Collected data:
******************************
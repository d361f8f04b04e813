use std::path::PathBuf;
use std::str::FromStr;
use std::time::Duration;

use crate::error::{CedearError, Result};

pub const DEFAULT_REFERENCE_PATH: &str = "data/CEDEARcsv.csv";
pub const DEFAULT_PROVIDER_URL: &str = "https://query1.finance.yahoo.com";
pub const DEFAULT_REQUEST_TIMEOUT_SECS: u64 = 30;
pub const DEFAULT_LIQUIDITY_FLOOR: f64 = 1.0;
pub const DEFAULT_IQR_MULTIPLIER: f64 = 1.5;

/// Runtime settings for a single analysis run.
///
/// Every key is optional. With an empty environment the run reads
/// `data/CEDEARcsv.csv`, quotes from Yahoo Finance, gates rows at a
/// liquidity proxy of 1 and trims outliers with the classic 1.5 IQR fence.
#[derive(Debug, Clone)]
pub struct Config {
    pub reference_path: PathBuf,
    pub provider_url: String,
    pub request_timeout: Duration,
    pub liquidity_floor: f64,
    pub iqr_multiplier: f64,
    pub headless: bool,
}

impl Default for Config {
    fn default() -> Self {
        Self {
            reference_path: PathBuf::from(DEFAULT_REFERENCE_PATH),
            provider_url: DEFAULT_PROVIDER_URL.to_string(),
            request_timeout: Duration::from_secs(DEFAULT_REQUEST_TIMEOUT_SECS),
            liquidity_floor: DEFAULT_LIQUIDITY_FLOOR,
            iqr_multiplier: DEFAULT_IQR_MULTIPLIER,
            headless: false,
        }
    }
}

impl Config {
    /// Reads the configuration from the process environment.
    ///
    /// Call `dotenv()` beforehand if a `.env` file should be honoured.
    pub fn from_env() -> Result<Self> {
        Self::from_lookup(|key| std::env::var(key).ok())
    }

    /// Builds the configuration from an arbitrary key lookup.
    pub fn from_lookup<F>(lookup: F) -> Result<Self>
    where
        F: Fn(&str) -> Option<String>,
    {
        let defaults = Self::default();
        let get = |key: &str| {
            lookup(key)
                .map(|v| v.trim().to_string())
                .filter(|v| !v.is_empty())
        };

        let reference_path = get("CEDEAR_REFERENCE_PATH")
            .map(PathBuf::from)
            .unwrap_or(defaults.reference_path);

        let provider_url = get("CEDEAR_PROVIDER_URL")
            .map(|url| url.trim_end_matches('/').to_string())
            .unwrap_or(defaults.provider_url);

        let timeout_secs: u64 = parse_or(
            get("CEDEAR_REQUEST_TIMEOUT_SECS"),
            "CEDEAR_REQUEST_TIMEOUT_SECS",
            DEFAULT_REQUEST_TIMEOUT_SECS,
        )?;
        if timeout_secs == 0 {
            return Err(CedearError::Config(
                "CEDEAR_REQUEST_TIMEOUT_SECS must be greater than zero".to_string(),
            ));
        }

        let liquidity_floor: f64 = parse_or(
            get("CEDEAR_LIQUIDITY_FLOOR"),
            "CEDEAR_LIQUIDITY_FLOOR",
            defaults.liquidity_floor,
        )?;
        if !liquidity_floor.is_finite() {
            return Err(CedearError::Config(
                "CEDEAR_LIQUIDITY_FLOOR must be a finite number".to_string(),
            ));
        }

        let iqr_multiplier: f64 = parse_or(
            get("CEDEAR_IQR_MULTIPLIER"),
            "CEDEAR_IQR_MULTIPLIER",
            defaults.iqr_multiplier,
        )?;
        if !iqr_multiplier.is_finite() || iqr_multiplier < 0.0 {
            return Err(CedearError::Config(
                "CEDEAR_IQR_MULTIPLIER must be a non-negative number".to_string(),
            ));
        }

        let headless = get("CEDEAR_HEADLESS")
            .map(|v| matches!(v.to_ascii_lowercase().as_str(), "1" | "true" | "yes" | "on"))
            .unwrap_or(defaults.headless);

        Ok(Self {
            reference_path,
            provider_url,
            request_timeout: Duration::from_secs(timeout_secs),
            liquidity_floor,
            iqr_multiplier,
            headless,
        })
    }
}

fn parse_or<T: FromStr>(raw: Option<String>, key: &str, default: T) -> Result<T> {
    match raw {
        Some(value) => value
            .parse()
            .map_err(|_| CedearError::Config(format!("{key} has unparseable value `{value}`"))),
        None => Ok(default),
    }
}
******************************
WHAT YOU WILL DO » Beginning at the first line of the records, retype exactly every line up to and including the one with "pub const DEFAULT_LIQUIDITY_FLOOR: f64 = 1.0;".

RESPONSE TO THIS TASK »
repository d361f8f04b04e813
use std::path::PathBuf;
use std::str::FromStr;
use std::time::Duration;

use crate::error::{CedearError, Result};

pub const DEFAULT_REFERENCE_PATH: &str = "data/CEDEARcsv.csv";
pub const DEFAULT_PROVIDER_URL: &str = "https://query1.finance.yahoo.com";
pub const DEFAULT_REQUEST_TIMEOUT_SECS: u64 = 30;
pub const DEFAULT_LIQUIDITY_FLOOR: f64 = 1.0;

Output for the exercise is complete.